Cosméticos enganadores
por Conceição Trucom em AutoconhecimentoAtualizado em 06/05/2002 12:22:44
A imprensa mundial nesta semana deu grande destaque a pesquisas que demonstram que a maior parte dos produtos de beleza, como cremes e loções para a pele e os cabelos, contêm alegações infundadas sobre seus efeitos benéficos.
Em outras palavras: apesar de misturarem vitaminas, algas, extratos de embrião, ácidos, etc., aos constituintes básicos dos seus produtos, não existem evidências científicas de que realmente funcionem.
Os produtos são caríssimos, aliás, e voltados essencialmente ao público feminino, que costuma não medir sacrifícios para os comprar avidamente. Existem potinhos importados, com uma quantidade ridícula de creme, que custam mais de 100 dólares.
O que contém um creme hidratante para a pele? Com pouquíssimas variações contêm um ingrediente básico, a lanolina, que foi introduzido no mercado de massa de produtos cosméticos na década dos anos 30.
A lanolina tem esse nome pois foi extraída quimicamente pela primeira vez dos pelos da lã de carneiro, conferindo aos mesmos a maciez característica. É uma mistura de ácidos graxos (gorduras) e seus ésteres, sintetizada pelas glândulas foliculares da pele, e que tem propriedades hidrofílicas, ou seja, liga-se com a água, o que lhe confere o poder hidratante, além do poder amaciante.

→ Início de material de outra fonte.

#[cfg(test)]
mod tests {
    use super::*;
    use chrono::{NaiveDate, TimeZone, Utc};
    use lib::storage_engine::InMemoryStorage;
    use models::medical::ClinicalEvent;
    use serde_json::json;

    fn date(y: i32, m: u32, d: u32) -> Option<NaiveDate> {
        NaiveDate::from_ymd_opt(y, m, d)
    }

    fn engine(store: Arc<InMemoryStorage>) -> PathwayProjectionEngine {
        PathwayProjectionEngine::new(store, Arc::new(PathwayRegistry::standard()))
    }

    fn status_of(projection: &PathwayProjection, step: &str) -> StepStatus {
        projection.step(step).map(|s| s.status).unwrap()
    }

    #[tokio::test]
    async fn single_hba1c_test_completes_screening_only() {
        let store = Arc::new(InMemoryStorage::new());
        let patient = Uuid::new_v4();
        store
            .insert_event(ClinicalEvent::new(patient, EventType::Investigation, "HbA1c test", date(2024, 1, 10)))
            .await
            .unwrap();

        let projection = engine(store)
            .project_pathway(patient, "Type 2 Diabetes")
            .await
            .into_projection()
            .unwrap();

        assert_eq!(projection.template_key, "type_2_diabetes");
        assert_eq!(projection.event_source, EventSource::ClinicalEvents);
        assert_eq!(status_of(&projection, "screening"), StepStatus::Completed);
        assert_eq!(status_of(&projection, "diagnosis_confirmed"), StepStatus::Current);
        for step in &projection.steps[2..] {
            assert_eq!(step.status, StepStatus::Pending, "step {}", step.step.id);
        }
        assert!(!projection.edges.is_empty());
    }

    #[tokio::test]
    async fn unknown_condition_is_unsupported_not_an_error() {
        let store = Arc::new(InMemoryStorage::new());
        let outcome = engine(store).project_pathway(Uuid::new_v4(), "Asthma").await;
        assert_eq!(outcome, ProjectionOutcome::UnsupportedCondition { condition: "Asthma".to_string() });
        assert!(outcome.into_projection().is_none());
    }

    #[tokio::test]
    async fn falls_back_to_report_extraction_without_events() {
        let store = Arc::new(InMemoryStorage::new());
        let patient = Uuid::new_v4();
        store
            .insert_report(HealthReport::new(
                patient,
                json!({ "data": { "conditions": [{ "name": "Type 2 Diabetes" }] } }),
                Utc.with_ymd_and_hms(2024, 6, 1, 9, 0, 0).unwrap(),
            ))
            .await
            .unwrap();

        let projection = engine(store)
            .project_pathway(patient, "type 2 diabetes")
            .await
            .into_projection()
            .unwrap();

        assert_eq!(projection.event_source, EventSource::ReportFallback);
        let diagnosis = projection.step("diagnosis_confirmed").unwrap();
        assert_eq!(diagnosis.status, StepStatus::Completed);
        let matched = diagnosis.matched_event.as_ref().unwrap();
        assert_eq!(matched.event_type, EventType::Diagnosis);
        assert_eq!(matched.event_date, date(2024, 6, 1));
        assert_eq!(status_of(&projection, "screening"), StepStatus::Current);
    }

    #[tokio::test]
    async fn no_events_and_no_reports_yields_no_projection() {
        let store = Arc::new(InMemoryStorage::new());
        let outcome = engine(store).project_pathway(Uuid::new_v4(), "Hypertension").await;
        assert!(matches!(outcome, ProjectionOutcome::NoEvents { .. }));
    }

    #[test]
    fn out_of_order_completion_is_preserved() {
        let template = PathwayRegistry::standard().resolve("diabetes").cloned().unwrap();
        let patient = Uuid::new_v4();
        let metformin = ClinicalEvent::new(patient, EventType::Medication, "Metformin 500mg", date(2024, 2, 1));
        let steps = project_events(&template, &[ProjectionEvent::from_stored_event(&metformin)]);

        let statuses: Vec<(&str, StepStatus)> = steps.iter().map(|s| (s.step.id.as_str(), s.status)).collect();
        assert_eq!(statuses[0], ("screening", StepStatus::Current));
        assert_eq!(statuses[1], ("diagnosis_confirmed", StepStatus::Pending));
        assert_eq!(statuses[3], ("first_line_therapy", StepStatus::Completed));
        assert_eq!(steps.iter().filter(|s| s.status == StepStatus::Current).count(), 1);
    }

    #[test]
    fn keywords_match_as_substrings_of_longer_names() {
        let template = PathwayRegistry::standard().resolve("T2DM").cloned().unwrap();
        let patient = Uuid::new_v4();
        let events: Vec<ProjectionEvent> = ["Dapagliflozin (SGLT2 inhibitor)", "Empagliflozin"]
            .iter()
            .map(|name| {
                let event = ClinicalEvent::new(patient, EventType::Medication, *name, date(2024, 3, 1));
                ProjectionEvent::from_stored_event(&event)
            })
            .collect();

        let steps = project_events(&template, &events);
        let intensification = steps.iter().find(|s| s.step.id == "therapy_intensification").unwrap();
        assert_eq!(intensification.status, StepStatus::Completed);
        assert_eq!(intensification.matched_events.len(), 2);
    }

    #[test]
    fn matched_event_is_the_most_recent_hit() {
        let template = PathwayRegistry::standard().resolve("diabetes").cloned().unwrap();
        let patient = Uuid::new_v4();
        let events: Vec<ProjectionEvent> = [
            ("HbA1c", date(2024, 1, 5)),
            ("HbA1c", date(2024, 7, 5)),
            ("HbA1c", None),
            ("Fasting glucose", date(2024, 4, 1)),
        ]
        .iter()
        .map(|(name, when)| {
            ProjectionEvent::from_stored_event(&ClinicalEvent::new(patient, EventType::LabResult, *name, *when))
        })
        .collect();

        let steps = project_events(&template, &events);
        let screening = &steps[0];
        assert_eq!(screening.matched_events.len(), 4);
        assert_eq!(screening.matched_event.as_ref().unwrap().event_date, date(2024, 7, 5));
    }

    #[test]
    fn every_step_completed_leaves_no_current_step() {
        let template = PathwayRegistry::standard().resolve("hyperlipidemia").cloned().unwrap();
        let names = ["LDL", "dyslipidemia", "diet counselling", "atorvastatin", "ezetimibe", "repeat lipid panel"];
        let events: Vec<ProjectionEvent> = names
            .iter()
            .map(|n| ProjectionEvent::from_stored_event(&ClinicalEvent::new(Uuid::new_v4(), EventType::Other, *n, None)))
            .collect();
        let steps = project_events(&template, &events);
        assert!(steps.iter().all(|s| s.status == StepStatus::Completed));
    }

    #[test]
    fn synthesized_events_are_deduplicated_across_reports() {
        let patient = Uuid::new_v4();
        let first = HealthReport::new(
            patient,
            json!({ "data": {
                "conditions": ["Hypertension"],
                "parameters": [{ "test_name": "Serum creatinine" }],
                "medications": [{ "name": "Amlodipine" }]
            }}),
            Utc.with_ymd_and_hms(2024, 1, 1, 0, 0, 0).unwrap(),
        );
        let second = HealthReport::new(
            patient,
            json!({ "data": { "medications": ["amlodipine ", "  "], "conditions": [{ "name": "hypertension" }] } }),
            Utc.with_ymd_and_hms(2024, 2, 1, 0, 0, 0).unwrap(),
        );
        let garbled = HealthReport::new(patient, json!({ "data": "unparsed" }), Utc::now());

        let events = synthesize_from_reports(&[first, second, garbled]);
        let kinds: Vec<(EventType, &str)> = events.iter().map(|e| (e.event_type, e.event_name.as_str())).collect();
        assert_eq!(
            kinds,
            vec![
                (EventType::Diagnosis, "Hypertension"),
                (EventType::LabResult, "Serum creatinine"),
                (EventType::Medication, "Amlodipine"),
            ]
        );
        assert!(events.iter().all(|e| e.id.is_none() && e.event_date == date(2024, 1, 1)));
    }

    #[test]
    fn one_bad_entry_does_not_drop_its_report() {
        let patient = Uuid::new_v4();
        let report = HealthReport::new(
            patient,
            json!({ "data": {
                "conditions": [{ "name": "Type 2 Diabetes", "condition": "T2DM" }],
                "parameters": [{ "value": "7.9", "unit": "%" }, { "test_name": "HbA1c", "value": "8.1" }],
                "medications": null
            }}),
            Utc.with_ymd_and_hms(2024, 5, 2, 8, 0, 0).unwrap(),
        );

        let events = synthesize_from_reports(&[report]);
        let kinds: Vec<(EventType, &str)> = events.iter().map(|e| (e.event_type, e.event_name.as_str())).collect();
        assert_eq!(
            kinds,
            vec![(EventType::Diagnosis, "Type 2 Diabetes"), (EventType::LabResult, "HbA1c")]
        );
    }

    #[tokio::test]
    async fn partially_unreadable_report_still_projects() {
        let store = Arc::new(InMemoryStorage::new());
        let patient = Uuid::new_v4();
        store
            .insert_report(HealthReport::new(
                patient,
                json!({ "data": {
                    "conditions": [{ "name": "Hypertension", "test_name": "Hypertension" }],
                    "parameters": [{ "unit": "mmHg" }],
                    "medications": null
                }}),
                Utc.with_ymd_and_hms(2024, 3, 3, 0, 0, 0).unwrap(),
            ))
            .await
            .unwrap();

        let projection = engine(store)
            .project_pathway(patient, "Hypertension")
            .await
            .into_projection()
            .unwrap();

        assert_eq!(projection.event_source, EventSource::ReportFallback);
        assert_eq!(status_of(&projection, "diagnosis_confirmed"), StepStatus::Completed);
        assert_eq!(status_of(&projection, "bp_screening"), StepStatus::Current);
    }
}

A lanolina é obtida como um subproduto da limpeza da lã bruta, através da limpeza com sabão, sendo em seguida refinada, desodorizada, descorada e seca.
Como produto de beleza, a lanolina no início era um produto caro, exclusivo, adorado pelas mulheres, pelas propriedades que realmente tem de tornar a pele menos áspera e com melhor aparência. Ela é rapidamente absorvida pela pele, por isso é usada para transportar substâncias que se deseja que sejam absorvidas também.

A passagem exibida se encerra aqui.